As it turns out, Americans are not afraid to make their political views known -- even if they oppose each other.

Mothership attended a briefing by Bradley Jones, Senior Researcher from Pew Research Center. Jones discussed their recent findings, as outlined in their political typology report about American voters.

One of its most interesting findings? American voters may be more divided right now than at any point in the past couple of decades.

A House divided

Jones began with a slide of the "average ideological score" of the Republican and Democratic parties in the House, based on "role call voting" estimates from political scientists.

"And what I like about starting here is that it gives us a broad, historical sweep for what we’re looking at," he said. The graph starts in 1881, and goes up to 2021.

Screenshot from Pew Research Center.

Jones explained that over the past 30 to 40 years, there has been a "widening gap" between the two parties at the Congressional level, and it's similar in the Senate.

"And so over the last (few decades) – since the 1950s really, there’s been a pretty steady divergence of the two parties in the United States, and that is certainly reflected in the public opinion data that we’re going to be looking at," Jones said.

No middle

Jones said that he saw the same trend emerging in the public.

Pew Research Center came up with an ideological score based on ten items that span different substantive areas in the U.S., and in 1994, there was quite an overlap between the two parties.

However, things have changed quite a bit in just over 20 years.

"Fast forward – the last time we did this in 2017, you see that there’s basically no – there’s very few people who remain to the right or the left of the average Republican and Democrat," Jones said.

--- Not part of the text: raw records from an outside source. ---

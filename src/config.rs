//! Decoder configuration
//!
//! Configuration is read once, when a [`DispatchTable`](crate::DispatchTable)
//! is built. Nothing in it can change afterwards.
//!
//! ```yaml
//! hexdump_limit: 128
//! disabled_opcodes: [0xB826]
//! quiet_stubs: true
//! ```

use serde::{Deserialize, Serialize};
use std::path::Path;
use tracing::debug;

use crate::fallback::DEFAULT_HEXDUMP_LIMIT;
use crate::{DecodeError, Result};

/// Upper bound accepted for `hexdump_limit`.
pub const MAX_HEXDUMP_LIMIT: usize = 65_536;

/// Settings consumed when building a dispatch table.
#[derive(Debug, Clone, PartialEq, Eq, Serialize, Deserialize)]
#[serde(default, deny_unknown_fields)]
pub struct DecoderConfig {
    /// Maximum payload bytes rendered into a fallback hex dump
    pub hexdump_limit: usize,
    /// Opcodes left out of the table; they take the unknown-opcode path
    pub disabled_opcodes: Vec<u32>,
    /// Log known-but-undecoded opcodes at debug instead of warn
    pub quiet_stubs: bool,
}

impl Default for DecoderConfig {
    fn default() -> Self {
        Self { hexdump_limit: DEFAULT_HEXDUMP_LIMIT, disabled_opcodes: Vec::new(), quiet_stubs: false }
    }
}

impl DecoderConfig {
    /// Parse and validate a YAML configuration document.
    pub fn from_yaml_str(yaml: &str) -> Result<Self> {
        let config: DecoderConfig = if yaml.trim().is_empty() {
            DecoderConfig::default()
        } else {
            serde_yaml_ng::from_str(yaml)?
        };
        config.validate()?;
        debug!(
            hexdump_limit = config.hexdump_limit,
            disabled = config.disabled_opcodes.len(),
            quiet_stubs = config.quiet_stubs,
            "Loaded decoder configuration"
        );
        Ok(config)
    }

    /// Read, parse and validate a YAML configuration file.
    pub fn load<P: AsRef<Path>>(path: P) -> Result<Self> {
        let path = path.as_ref();
        let yaml = std::fs::read_to_string(path)
            .map_err(|e| DecodeError::file_error(path.to_path_buf(), e))?;
        Self::from_yaml_str(&yaml)
    }

    /// Check value ranges.
    pub fn validate(&self) -> Result<()> {
        if self.hexdump_limit == 0 || self.hexdump_limit > MAX_HEXDUMP_LIMIT {
            return Err(DecodeError::config(
                "hexdump_limit",
                format!("must be within 1..={}, got {}", MAX_HEXDUMP_LIMIT, self.hexdump_limit),
            ));
        }
        Ok(())
    }

    /// Serialize back to YAML.
    pub fn to_yaml_string(&self) -> Result<String> {
        Ok(serde_yaml_ng::to_string(self)?)
    }
}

Screen shot from Pew Research Center.

Jones explained that when looking at other factors, like age, race, education, religious attendance, there's been no major change in terms of differences. What mattered was party affiliation.

"So when we look at the difference between Republicans and Democrats, in 1994 it wasn’t much different than if (we're) looking at the difference between white people and black people. Today it stands apart as the main cleavage in American politics," Jones elaborated.

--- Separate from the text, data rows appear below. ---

//! Error types for packet decoding.
//!
//! Every decode-path error is recoverable: the dispatcher converts it into a
//! [`FallbackResult`](crate::FallbackResult) and it never reaches the caller.
//! Errors still carry structured context so the fallback trace can say what
//! went wrong.
//!
//! ## Error Categories
//!
//! - **Unknown Opcode**: no decoder family registered for the log code
//! - **Unknown Version**: the family exists but has no layout for this version
//! - **Malformed Length**: payload shorter than a header, a declared length
//!   overrunning the payload, or a body that is not a whole number of entries
//! - **Unrecognized Inner Type**: a nested message tag missing from the
//!   family's inner table
//! - **Configuration Errors**: invalid or unreadable decoder configuration
//!
//! ## Operator Guidance
//!
//! ```rust
//! use modemlog::{DecodeError, FallbackReason, FormatVersion, Opcode};
//!
//! let error = DecodeError::UnknownVersion { opcode: Opcode(0xB821), version: FormatVersion(10) };
//! assert_eq!(error.fallback_reason(), Some(FallbackReason::UnknownVersion));
//! for hint in error.operator_hints() {
//!     println!("  - {}", hint);
//! }
//! ```

use std::path::PathBuf;
use thiserror::Error;

use crate::fallback::FallbackReason;
use crate::types::{FormatVersion, Opcode};

/// Result type alias for decode operations.
pub type Result<T, E = DecodeError> = std::result::Result<T, E>;

/// Main error type for decode operations.
#[derive(Error, Debug)]
#[non_exhaustive]
pub enum DecodeError {
    #[error("No decoder registered for opcode {opcode}")]
    UnknownOpcode { opcode: Opcode },

    #[error("Opcode {opcode} has no layout for version {version}")]
    UnknownVersion { opcode: Opcode, version: FormatVersion },

    #[error("Malformed length in {context}: need {needed} bytes, have {actual}")]
    MalformedLength { context: String, needed: usize, actual: usize },

    #[error("Body of {context} is {len} bytes, not a multiple of the {stride}-byte entry stride")]
    StrideMismatch { context: String, stride: usize, len: usize },

    #[error("Opcode {opcode} carries unrecognized inner type {inner_type:#04x}")]
    UnrecognizedInnerType { opcode: Opcode, inner_type: u32, inner: Vec<u8> },

    #[error("Layout error on field '{field}': {details}")]
    Layout { field: String, details: String },

    #[error("Configuration error in {context}: {details}")]
    Config { context: String, details: String },

    #[error("Configuration file error: {path}")]
    File {
        path: PathBuf,
        #[source]
        source: std::io::Error,
    },
}

impl DecodeError {
    /// Fallback tag this error is reported under.
    ///
    /// Returns `None` for errors that can only occur outside the decode path.
    pub fn fallback_reason(&self) -> Option<FallbackReason> {
        match self {
            DecodeError::UnknownOpcode { .. } => Some(FallbackReason::UnknownOpcode),
            DecodeError::UnknownVersion { .. } => Some(FallbackReason::UnknownVersion),
            DecodeError::MalformedLength { .. } => Some(FallbackReason::MalformedLength),
            DecodeError::StrideMismatch { .. } => Some(FallbackReason::MalformedLength),
            DecodeError::Layout { .. } => Some(FallbackReason::MalformedLength),
            DecodeError::UnrecognizedInnerType { .. } => {
                Some(FallbackReason::UnrecognizedInnerType)
            }
            DecodeError::Config { .. } => None,
            DecodeError::File { .. } => None,
        }
    }

    /// Returns suggested follow-up actions for this error.
    pub fn operator_hints(&self) -> Vec<&'static str> {
        match self {
            DecodeError::UnknownOpcode { .. } => vec![
                "Register a decoder family for this opcode",
                "Check whether the modem firmware added a new log code",
            ],
            DecodeError::UnknownVersion { .. } => vec![
                "Add a version layout to the existing decoder family",
                "Compare the payload against the newest known layout",
            ],
            DecodeError::MalformedLength { .. } | DecodeError::StrideMismatch { .. } => vec![
                "Check the transport strips framing exactly once",
                "Verify the capture is not truncated",
                "Compare entry stride against a fresh capture",
            ],
            DecodeError::UnrecognizedInnerType { .. } => vec![
                "Extend the family's inner type table",
                "Inspect the forwarded inner bytes offline",
            ],
            DecodeError::Layout { .. } => vec![
                "Check the version layout declares every field its assembler reads",
                "Verify field encodings match the assembler's accessors",
            ],
            DecodeError::Config { .. } => vec![
                "Check configuration keys and value ranges",
                "Remove unknown keys from the configuration file",
            ],
            DecodeError::File { .. } => vec![
                "Check file exists and is readable",
                "Check file permissions",
            ],
        }
    }

    /// Helper constructor for payloads shorter than a required length.
    pub fn malformed(context: impl Into<String>, needed: usize, actual: usize) -> Self {
        DecodeError::MalformedLength { context: context.into(), needed, actual }
    }

    /// Helper constructor for bodies that are not a whole number of entries.
    pub fn stride_mismatch(context: impl Into<String>, stride: usize, len: usize) -> Self {
        DecodeError::StrideMismatch { context: context.into(), stride, len }
    }

    /// Helper constructor for layout/assembler disagreements.
    pub fn layout(field: impl Into<String>, details: impl Into<String>) -> Self {
        DecodeError::Layout { field: field.into(), details: details.into() }
    }

    /// Helper constructor for configuration errors.
    pub fn config(context: impl Into<String>, details: impl Into<String>) -> Self {
        DecodeError::Config { context: context.into(), details: details.into() }
    }

    /// Helper constructor for configuration file errors with path context.
    pub fn file_error(path: PathBuf, source: std::io::Error) -> Self {
        DecodeError::File { path, source }
    }
}

impl From<serde_yaml_ng::Error> for DecodeError {
    fn from(err: serde_yaml_ng::Error) -> Self {
        DecodeError::Config { context: "YAML deserialization".to_string(), details: err.to_string() }
    }
}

He added, "partisanship (is) becoming the single dominating factor in American politics."

What will the midterms look like?

Jones touched upon the "phenomenon" where midterm elections consistently recorded a lower voter turnout than presidential elections (unlike Singapore, voting in the U.S. is not mandatory).

Stretching back to the 1950s, turnout has been more or less 10 per cent smaller in a midterm than in a presidential year.

However, Jones did point out that 2018 was kind of an outlier, where there was a "huge jump-up" as compared to 2014. 2018 was two years into Trump's presidency, and the huge gains made by Democratic politicians may have been a result of voters expressing their dissatisfaction with the president.

He noted that a consistent pattern in American politics (almost without exception) is that the incumbent party suffers losses during the midterm, and pointed out that Biden's approval ratings have dipped since his inauguration in January 2021.

According to opinion poll analytical site FiveThirtyEightBiden's approval currently stands at 41 per cent. However, Jones also noted that approval for politicians in general, both Democrats and Republicans across the board, has trended downwards in almost every major issue, from handling the Covid-19 pandemic to immigration policy.

Jones also took a question from the audience on the possible impact on the midterm elections of the attack on the U.S. Capitol by a group of extreme Trump supporters.

He said there was a big divide between the parties on the issue, with Democrats seeing it as an unprecedented attack, while Republicans "tend to downplay" the issue.

"But it’s one of these issues where the parties are sort of digging in their heels and it seems to be maybe more a thing about motivating the base of the Democratic Party rather than turning around votes among Republicans, although we do see some Republicans who are conflicted about those attacks and assign blame to Trump and other things for the violence and destruction.

So that would be one thing to look at, how big a deal that is made of in the 2022 elections."